Applicants can check the status of their SBA disaster loan applications by calling 1-800-659-2955 or emailing SBA at disastercustomerservice@sba.gov.

FEMA said Monday it will meet a Wednesday deadline to get more than 1,400 people out of emergency quarters on three Carnival cruise ships and into travel trailers or local hotel rooms. Most of these people are first responders and their families in New Orleans and in St. Bernard Parish.

Meanwhile, to prepare for the 2006 hurricane season, just three months away, the U.S. Army Corps of Engineers is still working on the levees that surround New Orleans, with June 1 target date for completion.

The force of Hurricane Katrina broke the levees six months ago, flooding New Orleans with water from Lake Ponchartrain, the industrial canal and other sources.

The Army Corps of Engineers has been charged with rebuilding the levees, and they say it is a daunting task. Contractors are working 24 hour days, building levee walls as high as 17 feet.

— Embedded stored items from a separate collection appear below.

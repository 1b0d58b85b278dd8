//! Tile planning, decoding, loading and caching.

pub mod cache;
pub mod loader;
pub mod planner;
pub mod source;
pub mod types;

use crate::pyramid::LevelId;
use crate::tiles::types::TileId;

/// Cache/loader key: a tile at a particular pyramid level
pub type TileKey = (LevelId, TileId);
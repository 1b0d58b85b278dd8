//! Viewer configuration with tuning presets.

use serde::{Deserialize, Serialize};
use std::time::Duration;

/// Top-level configuration for a [`crate::Viewer`]
#[derive(Debug, Clone, Serialize, Deserialize)]
pub struct ViewerConfig {
    /// Lower bound for the viewport scale
    pub min_scale: f64,
    /// Upper bound for the viewport scale
    pub max_scale: f64,
    /// Scale applied on creation and on `reset`
    pub initial_scale: f64,
    /// Extra ring of tiles planned around the visible range
    pub buffer_tiles: u32,
    /// Padding applied to the visible region, as a fraction of the tile size
    pub padding_fraction: f64,
    /// Plan-cache entries kept before the cache is cleared wholesale
    pub plan_cache_limit: usize,
    /// Hard cap on tiles in a single plan; excess is truncated after the
    /// priority/distance sort so the nearest tiles survive
    pub max_tiles_per_plan: usize,
    /// Soft capacity of the decoded-tile cache
    pub cache_capacity: usize,
    /// Fraction of a level boundary below which the next level is preloaded
    pub preload_band_fraction: f64,
    /// Replan delay while a drag is in progress
    pub drag_debounce: Duration,
    /// Replan delay once input has settled
    pub settle_debounce: Duration,
    /// Duration of animated zooms
    pub zoom_animation: Duration,
    /// Opacity for cross-level fallback tiles
    pub fallback_opacity: f32,
    /// Opacity for the placeholder drawn where nothing is cached yet
    pub placeholder_opacity: f32,
    /// Loader tuning
    pub loader: LoaderConfig,
}

impl Default for ViewerConfig {
    fn default() -> Self {
        Self {
            min_scale: 0.01,
            max_scale: 3.0,
            initial_scale: 0.2,
            buffer_tiles: 2,
            padding_fraction: 0.05,
            plan_cache_limit: 10,
            max_tiles_per_plan: 2048,
            cache_capacity: 200,
            preload_band_fraction: 0.25,
            drag_debounce: Duration::from_millis(50),
            settle_debounce: Duration::from_millis(100),
            zoom_animation: Duration::from_millis(200),
            fallback_opacity: 0.7,
            placeholder_opacity: 0.02,
            loader: LoaderConfig::default(),
        }
    }
}

impl ViewerConfig {
    /// Conservative settings for constrained hosts
    pub fn low_resource() -> Self {
        Self {
            buffer_tiles: 1,
            cache_capacity: 60,
            max_tiles_per_plan: 512,
            loader: LoaderConfig {
                max_concurrent: 4,
                ..LoaderConfig::default()
            },
            ..Self::default()
        }
    }

    /// Small, deterministic settings for tests
    pub fn for_testing() -> Self {
        Self {
            buffer_tiles: 1,
            cache_capacity: 16,
            max_tiles_per_plan: 256,
            drag_debounce: Duration::ZERO,
            settle_debounce: Duration::ZERO,
            zoom_animation: Duration::from_millis(10),
            loader: LoaderConfig {
                max_concurrent: 2,
                sweep_interval: Duration::from_millis(5),
            },
            ..Self::default()
        }
    }
}

/// Tuning for the background tile loader
#[derive(Debug, Clone, Serialize, Deserialize)]
pub struct LoaderConfig {
    /// Number of decode worker threads
    pub max_concurrent: usize,
    /// Interval between reconciliation sweeps
    pub sweep_interval: Duration,
}

impl Default for LoaderConfig {
    fn default() -> Self {
        Self {
            max_concurrent: 12,
            sweep_interval: Duration::from_millis(100),
        }
    }
}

This time, the levees are being reinforced with concrete backings.

"It's a tight schedule," said Fred Young, who is Corps project manager for the levee reconstruction program. "Supplies are tight and labor's tight down here, and we're just trying to do the best we can, and June 1 is our goal."

Critics point out that the government is only repairing breaks in the levees that it can see.

"We're doing repairs on the breaches, but there are many, many, many miles of levee that we don't have any idea of," said Ivor van Heerden, deputy director of the Louisiana State University Hurricane Public Health Research Center.

There's little chance the repaired levees will protect the city from strong storms, van Heerden added, perhaps leaving New Orleans just as vulnerable as it was before Katrina - which peaked as a category five hurricane and was a strong category three storm when it made landfall.

Van Heerden said, "The whole system is susceptible to flooding with a category two."